*** Record excerpts ***

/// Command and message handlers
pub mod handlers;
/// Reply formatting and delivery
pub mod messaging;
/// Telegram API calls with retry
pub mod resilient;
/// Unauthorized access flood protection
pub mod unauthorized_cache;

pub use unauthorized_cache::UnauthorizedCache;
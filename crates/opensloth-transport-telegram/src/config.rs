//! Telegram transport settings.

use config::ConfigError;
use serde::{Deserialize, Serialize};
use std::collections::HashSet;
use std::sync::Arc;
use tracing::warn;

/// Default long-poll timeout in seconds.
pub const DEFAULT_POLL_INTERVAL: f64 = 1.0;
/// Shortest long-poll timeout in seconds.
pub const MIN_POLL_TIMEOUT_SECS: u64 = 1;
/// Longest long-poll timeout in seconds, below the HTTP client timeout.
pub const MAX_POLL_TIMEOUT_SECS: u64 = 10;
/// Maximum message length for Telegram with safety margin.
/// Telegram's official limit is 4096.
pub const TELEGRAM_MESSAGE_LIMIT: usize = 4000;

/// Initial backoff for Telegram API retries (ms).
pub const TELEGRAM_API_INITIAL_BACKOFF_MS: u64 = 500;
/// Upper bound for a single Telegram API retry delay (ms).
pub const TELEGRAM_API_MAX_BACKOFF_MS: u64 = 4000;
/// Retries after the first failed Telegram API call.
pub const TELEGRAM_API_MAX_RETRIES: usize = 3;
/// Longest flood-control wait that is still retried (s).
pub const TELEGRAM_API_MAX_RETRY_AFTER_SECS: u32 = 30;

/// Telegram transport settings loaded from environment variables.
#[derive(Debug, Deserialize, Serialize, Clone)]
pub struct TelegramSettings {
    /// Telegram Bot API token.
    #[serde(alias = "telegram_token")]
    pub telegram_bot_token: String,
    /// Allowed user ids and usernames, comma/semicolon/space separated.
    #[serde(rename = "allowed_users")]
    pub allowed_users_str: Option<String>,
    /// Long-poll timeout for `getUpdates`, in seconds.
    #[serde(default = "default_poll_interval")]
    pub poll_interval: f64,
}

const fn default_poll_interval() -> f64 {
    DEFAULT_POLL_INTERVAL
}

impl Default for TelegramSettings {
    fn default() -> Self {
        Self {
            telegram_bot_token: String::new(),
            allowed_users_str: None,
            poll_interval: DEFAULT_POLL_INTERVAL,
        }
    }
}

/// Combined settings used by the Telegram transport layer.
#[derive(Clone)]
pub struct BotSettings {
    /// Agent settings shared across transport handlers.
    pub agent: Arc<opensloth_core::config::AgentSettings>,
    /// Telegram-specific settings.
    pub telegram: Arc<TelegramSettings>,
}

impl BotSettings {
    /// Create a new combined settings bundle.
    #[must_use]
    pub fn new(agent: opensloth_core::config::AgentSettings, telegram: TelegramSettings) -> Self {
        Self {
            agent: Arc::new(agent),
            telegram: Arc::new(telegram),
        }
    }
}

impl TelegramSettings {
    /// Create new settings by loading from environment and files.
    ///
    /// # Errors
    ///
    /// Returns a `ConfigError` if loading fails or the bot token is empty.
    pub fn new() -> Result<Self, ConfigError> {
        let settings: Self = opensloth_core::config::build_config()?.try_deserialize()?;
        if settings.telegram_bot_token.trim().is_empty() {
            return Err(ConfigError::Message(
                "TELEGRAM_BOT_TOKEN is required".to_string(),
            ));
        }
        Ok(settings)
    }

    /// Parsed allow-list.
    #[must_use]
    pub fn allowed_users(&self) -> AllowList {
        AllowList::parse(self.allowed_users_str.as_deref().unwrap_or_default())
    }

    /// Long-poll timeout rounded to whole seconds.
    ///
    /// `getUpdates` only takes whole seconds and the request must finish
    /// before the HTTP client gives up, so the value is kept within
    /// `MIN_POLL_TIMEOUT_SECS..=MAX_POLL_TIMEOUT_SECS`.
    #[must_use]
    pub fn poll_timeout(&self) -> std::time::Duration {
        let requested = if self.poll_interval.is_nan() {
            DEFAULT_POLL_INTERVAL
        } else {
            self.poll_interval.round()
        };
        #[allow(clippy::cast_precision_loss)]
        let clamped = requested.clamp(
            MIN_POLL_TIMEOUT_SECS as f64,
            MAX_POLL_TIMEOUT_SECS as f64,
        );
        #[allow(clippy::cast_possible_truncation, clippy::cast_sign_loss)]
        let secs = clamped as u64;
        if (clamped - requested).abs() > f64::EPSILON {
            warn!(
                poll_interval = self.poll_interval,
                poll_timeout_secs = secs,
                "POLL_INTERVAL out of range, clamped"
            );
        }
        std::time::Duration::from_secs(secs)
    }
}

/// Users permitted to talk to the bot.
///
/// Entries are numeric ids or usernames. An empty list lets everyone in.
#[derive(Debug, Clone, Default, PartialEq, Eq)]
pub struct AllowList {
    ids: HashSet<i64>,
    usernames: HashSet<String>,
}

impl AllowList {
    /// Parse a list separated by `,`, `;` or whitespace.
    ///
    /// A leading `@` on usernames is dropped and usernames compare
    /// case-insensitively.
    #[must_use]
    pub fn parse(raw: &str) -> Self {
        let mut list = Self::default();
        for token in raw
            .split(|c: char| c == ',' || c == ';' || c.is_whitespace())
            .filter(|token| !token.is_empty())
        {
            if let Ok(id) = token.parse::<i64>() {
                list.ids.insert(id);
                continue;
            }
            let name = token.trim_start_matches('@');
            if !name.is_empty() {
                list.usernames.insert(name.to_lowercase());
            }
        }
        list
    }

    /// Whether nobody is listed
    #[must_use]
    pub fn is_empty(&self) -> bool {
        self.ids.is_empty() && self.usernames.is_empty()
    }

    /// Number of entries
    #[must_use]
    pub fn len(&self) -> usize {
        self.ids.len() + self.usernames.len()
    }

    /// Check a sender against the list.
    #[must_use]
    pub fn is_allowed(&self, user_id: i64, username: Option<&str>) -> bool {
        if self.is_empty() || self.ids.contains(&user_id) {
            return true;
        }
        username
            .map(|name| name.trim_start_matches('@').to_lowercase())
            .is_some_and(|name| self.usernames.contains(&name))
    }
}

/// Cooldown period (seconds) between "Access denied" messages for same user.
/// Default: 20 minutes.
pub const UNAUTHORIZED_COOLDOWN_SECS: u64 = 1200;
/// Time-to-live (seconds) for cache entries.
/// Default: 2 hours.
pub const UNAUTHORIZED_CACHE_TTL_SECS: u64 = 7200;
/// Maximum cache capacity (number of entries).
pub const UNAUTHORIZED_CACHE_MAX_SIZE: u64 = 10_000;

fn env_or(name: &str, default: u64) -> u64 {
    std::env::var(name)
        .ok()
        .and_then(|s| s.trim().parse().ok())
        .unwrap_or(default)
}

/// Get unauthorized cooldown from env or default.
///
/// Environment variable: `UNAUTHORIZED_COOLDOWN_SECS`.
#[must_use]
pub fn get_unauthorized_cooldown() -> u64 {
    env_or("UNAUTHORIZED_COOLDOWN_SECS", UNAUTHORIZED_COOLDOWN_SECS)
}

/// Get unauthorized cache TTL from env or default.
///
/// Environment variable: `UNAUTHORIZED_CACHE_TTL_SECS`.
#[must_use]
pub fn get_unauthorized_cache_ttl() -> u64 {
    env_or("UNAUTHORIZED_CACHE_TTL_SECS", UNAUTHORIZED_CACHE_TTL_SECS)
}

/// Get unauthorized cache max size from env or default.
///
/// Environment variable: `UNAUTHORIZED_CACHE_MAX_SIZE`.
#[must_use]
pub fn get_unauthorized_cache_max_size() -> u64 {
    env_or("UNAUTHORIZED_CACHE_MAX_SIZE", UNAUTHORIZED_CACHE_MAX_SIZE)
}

*** End of Record excerpts ***
*** Record excerpts ***

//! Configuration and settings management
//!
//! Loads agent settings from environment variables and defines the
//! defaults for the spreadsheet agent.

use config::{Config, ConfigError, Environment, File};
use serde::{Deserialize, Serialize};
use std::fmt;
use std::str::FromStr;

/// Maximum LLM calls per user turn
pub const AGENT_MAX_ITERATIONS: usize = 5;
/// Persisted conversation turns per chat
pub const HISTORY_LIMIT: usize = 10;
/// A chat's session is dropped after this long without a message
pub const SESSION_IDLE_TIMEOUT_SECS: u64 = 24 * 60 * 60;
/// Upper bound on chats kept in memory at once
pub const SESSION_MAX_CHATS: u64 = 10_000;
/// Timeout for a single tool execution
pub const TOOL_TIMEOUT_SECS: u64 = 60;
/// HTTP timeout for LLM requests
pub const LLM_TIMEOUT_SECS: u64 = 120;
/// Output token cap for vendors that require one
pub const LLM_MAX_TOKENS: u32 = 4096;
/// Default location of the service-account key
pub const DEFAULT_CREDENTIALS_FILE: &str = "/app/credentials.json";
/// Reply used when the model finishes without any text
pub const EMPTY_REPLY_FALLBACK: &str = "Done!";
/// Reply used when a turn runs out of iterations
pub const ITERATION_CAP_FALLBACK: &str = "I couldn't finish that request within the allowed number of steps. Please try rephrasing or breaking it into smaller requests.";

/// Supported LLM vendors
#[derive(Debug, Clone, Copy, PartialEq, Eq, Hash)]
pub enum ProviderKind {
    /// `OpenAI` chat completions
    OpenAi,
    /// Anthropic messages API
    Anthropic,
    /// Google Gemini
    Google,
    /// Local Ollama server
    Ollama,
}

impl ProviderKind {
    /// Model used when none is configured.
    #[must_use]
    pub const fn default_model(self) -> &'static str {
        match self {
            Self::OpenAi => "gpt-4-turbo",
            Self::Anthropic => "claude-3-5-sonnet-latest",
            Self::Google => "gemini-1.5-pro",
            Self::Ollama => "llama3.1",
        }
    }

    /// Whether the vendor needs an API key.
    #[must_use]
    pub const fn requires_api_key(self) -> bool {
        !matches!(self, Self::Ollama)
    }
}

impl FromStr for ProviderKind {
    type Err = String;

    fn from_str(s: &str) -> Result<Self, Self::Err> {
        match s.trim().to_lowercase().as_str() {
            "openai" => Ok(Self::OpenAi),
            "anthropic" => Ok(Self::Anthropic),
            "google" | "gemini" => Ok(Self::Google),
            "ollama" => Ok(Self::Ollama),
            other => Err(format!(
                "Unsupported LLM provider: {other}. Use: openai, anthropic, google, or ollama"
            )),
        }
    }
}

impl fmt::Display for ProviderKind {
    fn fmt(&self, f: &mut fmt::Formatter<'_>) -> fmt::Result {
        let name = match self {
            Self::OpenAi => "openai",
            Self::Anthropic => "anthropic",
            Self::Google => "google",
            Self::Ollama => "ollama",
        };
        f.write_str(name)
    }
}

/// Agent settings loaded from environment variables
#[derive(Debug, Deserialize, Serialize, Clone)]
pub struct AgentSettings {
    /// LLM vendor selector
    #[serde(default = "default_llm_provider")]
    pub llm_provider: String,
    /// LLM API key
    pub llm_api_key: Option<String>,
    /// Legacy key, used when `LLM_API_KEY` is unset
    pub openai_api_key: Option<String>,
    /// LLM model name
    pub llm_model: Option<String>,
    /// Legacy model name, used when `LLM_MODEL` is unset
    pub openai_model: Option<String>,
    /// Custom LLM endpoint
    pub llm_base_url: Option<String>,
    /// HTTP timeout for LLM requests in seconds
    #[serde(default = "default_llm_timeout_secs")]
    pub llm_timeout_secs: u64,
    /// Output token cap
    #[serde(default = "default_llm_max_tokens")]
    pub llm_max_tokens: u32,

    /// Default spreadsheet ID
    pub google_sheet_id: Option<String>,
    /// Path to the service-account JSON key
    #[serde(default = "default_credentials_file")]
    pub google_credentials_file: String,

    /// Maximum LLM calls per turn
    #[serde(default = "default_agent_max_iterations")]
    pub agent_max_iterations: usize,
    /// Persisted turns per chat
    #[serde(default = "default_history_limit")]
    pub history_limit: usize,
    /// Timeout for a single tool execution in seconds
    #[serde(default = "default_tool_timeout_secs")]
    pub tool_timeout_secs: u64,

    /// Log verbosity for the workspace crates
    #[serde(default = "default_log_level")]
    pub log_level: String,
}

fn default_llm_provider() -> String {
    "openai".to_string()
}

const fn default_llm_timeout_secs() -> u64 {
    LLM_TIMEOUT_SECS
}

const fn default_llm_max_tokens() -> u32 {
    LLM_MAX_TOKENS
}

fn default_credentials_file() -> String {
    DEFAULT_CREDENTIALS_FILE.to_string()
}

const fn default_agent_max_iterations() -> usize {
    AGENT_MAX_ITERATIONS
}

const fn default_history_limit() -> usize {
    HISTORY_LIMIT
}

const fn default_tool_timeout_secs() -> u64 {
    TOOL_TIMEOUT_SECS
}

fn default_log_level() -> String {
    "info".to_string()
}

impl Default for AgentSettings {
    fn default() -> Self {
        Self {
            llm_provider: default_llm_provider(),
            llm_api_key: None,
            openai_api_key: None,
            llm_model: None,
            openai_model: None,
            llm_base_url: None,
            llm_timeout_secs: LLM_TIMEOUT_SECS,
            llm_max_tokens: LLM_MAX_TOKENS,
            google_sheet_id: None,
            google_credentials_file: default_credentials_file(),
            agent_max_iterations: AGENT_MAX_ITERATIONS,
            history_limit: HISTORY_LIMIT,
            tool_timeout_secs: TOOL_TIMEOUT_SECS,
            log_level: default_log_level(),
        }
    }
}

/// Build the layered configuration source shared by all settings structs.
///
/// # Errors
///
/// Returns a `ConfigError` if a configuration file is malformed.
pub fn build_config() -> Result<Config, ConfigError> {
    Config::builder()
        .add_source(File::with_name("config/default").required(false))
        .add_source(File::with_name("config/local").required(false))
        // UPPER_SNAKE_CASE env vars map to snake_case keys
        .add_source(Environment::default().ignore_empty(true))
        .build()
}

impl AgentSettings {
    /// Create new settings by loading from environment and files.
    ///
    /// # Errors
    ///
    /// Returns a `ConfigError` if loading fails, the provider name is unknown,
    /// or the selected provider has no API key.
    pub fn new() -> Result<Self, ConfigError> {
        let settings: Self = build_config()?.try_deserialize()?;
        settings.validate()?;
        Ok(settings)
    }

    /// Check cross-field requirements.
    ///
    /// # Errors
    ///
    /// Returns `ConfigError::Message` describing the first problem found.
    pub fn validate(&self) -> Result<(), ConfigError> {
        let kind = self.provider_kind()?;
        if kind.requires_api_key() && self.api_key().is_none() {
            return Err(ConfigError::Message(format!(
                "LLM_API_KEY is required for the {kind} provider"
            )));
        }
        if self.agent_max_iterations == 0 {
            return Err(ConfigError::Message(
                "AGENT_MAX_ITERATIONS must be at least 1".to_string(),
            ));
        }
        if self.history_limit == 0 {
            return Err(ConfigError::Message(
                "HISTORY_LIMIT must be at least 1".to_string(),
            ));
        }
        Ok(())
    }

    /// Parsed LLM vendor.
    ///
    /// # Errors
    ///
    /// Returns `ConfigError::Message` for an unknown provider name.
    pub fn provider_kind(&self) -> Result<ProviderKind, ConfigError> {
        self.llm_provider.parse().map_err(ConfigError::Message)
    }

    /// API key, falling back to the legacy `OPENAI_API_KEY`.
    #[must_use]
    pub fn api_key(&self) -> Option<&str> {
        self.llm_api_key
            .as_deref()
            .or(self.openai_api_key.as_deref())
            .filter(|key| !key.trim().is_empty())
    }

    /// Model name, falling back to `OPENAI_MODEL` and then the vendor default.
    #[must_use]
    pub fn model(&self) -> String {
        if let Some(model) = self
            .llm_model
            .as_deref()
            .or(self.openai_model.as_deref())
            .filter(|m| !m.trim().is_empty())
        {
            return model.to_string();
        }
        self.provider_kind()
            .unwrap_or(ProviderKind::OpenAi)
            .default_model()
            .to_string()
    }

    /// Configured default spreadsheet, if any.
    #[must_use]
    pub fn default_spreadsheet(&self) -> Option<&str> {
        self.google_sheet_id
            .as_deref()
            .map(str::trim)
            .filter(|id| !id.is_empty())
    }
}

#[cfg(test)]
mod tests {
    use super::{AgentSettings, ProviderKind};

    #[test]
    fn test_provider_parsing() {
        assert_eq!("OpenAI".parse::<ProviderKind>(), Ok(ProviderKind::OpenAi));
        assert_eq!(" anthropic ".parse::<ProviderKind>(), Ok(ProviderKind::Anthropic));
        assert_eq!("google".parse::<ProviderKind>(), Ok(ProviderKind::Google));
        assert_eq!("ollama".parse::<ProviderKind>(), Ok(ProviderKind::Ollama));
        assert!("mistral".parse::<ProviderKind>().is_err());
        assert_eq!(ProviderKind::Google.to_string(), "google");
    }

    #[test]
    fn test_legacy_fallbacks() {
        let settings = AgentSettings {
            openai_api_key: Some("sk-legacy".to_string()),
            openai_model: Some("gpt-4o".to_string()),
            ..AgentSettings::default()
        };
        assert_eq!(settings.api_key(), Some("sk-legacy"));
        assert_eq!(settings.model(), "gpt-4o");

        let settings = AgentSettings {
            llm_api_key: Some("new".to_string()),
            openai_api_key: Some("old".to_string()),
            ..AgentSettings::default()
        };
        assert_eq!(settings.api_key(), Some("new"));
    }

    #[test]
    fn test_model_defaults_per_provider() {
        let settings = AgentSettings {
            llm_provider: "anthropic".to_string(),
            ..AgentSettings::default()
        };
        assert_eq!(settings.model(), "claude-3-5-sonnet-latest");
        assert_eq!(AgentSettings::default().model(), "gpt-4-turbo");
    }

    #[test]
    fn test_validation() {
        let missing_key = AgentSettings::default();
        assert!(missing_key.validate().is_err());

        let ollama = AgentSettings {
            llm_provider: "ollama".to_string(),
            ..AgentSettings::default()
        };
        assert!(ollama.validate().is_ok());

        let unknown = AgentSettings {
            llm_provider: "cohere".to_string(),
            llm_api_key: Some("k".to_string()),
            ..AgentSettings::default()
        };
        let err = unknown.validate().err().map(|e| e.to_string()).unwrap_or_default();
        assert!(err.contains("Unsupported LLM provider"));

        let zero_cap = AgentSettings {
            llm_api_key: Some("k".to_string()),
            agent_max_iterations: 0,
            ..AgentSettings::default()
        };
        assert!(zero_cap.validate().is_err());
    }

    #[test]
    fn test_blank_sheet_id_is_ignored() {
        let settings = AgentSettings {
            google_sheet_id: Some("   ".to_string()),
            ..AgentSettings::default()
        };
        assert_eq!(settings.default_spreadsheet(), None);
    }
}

*** End of Record excerpts ***

Work task: Start with the line above that contains "and message handlers" and end with the line that contains "Default long-poll timeout in seconds.". Write out those lines exactly, and only those.

Answer box:
/// Command and message handlers
pub mod handlers;
/// Reply formatting and delivery
pub mod messaging;
/// Telegram API calls with retry
pub mod resilient;
/// Unauthorized access flood protection
pub mod unauthorized_cache;

pub use unauthorized_cache::UnauthorizedCache;
filename crates/opensloth-transport-telegram/src/config.rs
//! Telegram transport settings.

use config::ConfigError;
use serde::{Deserialize, Serialize};
use std::collections::HashSet;
use std::sync::Arc;
use tracing::warn;

/// Default long-poll timeout in seconds.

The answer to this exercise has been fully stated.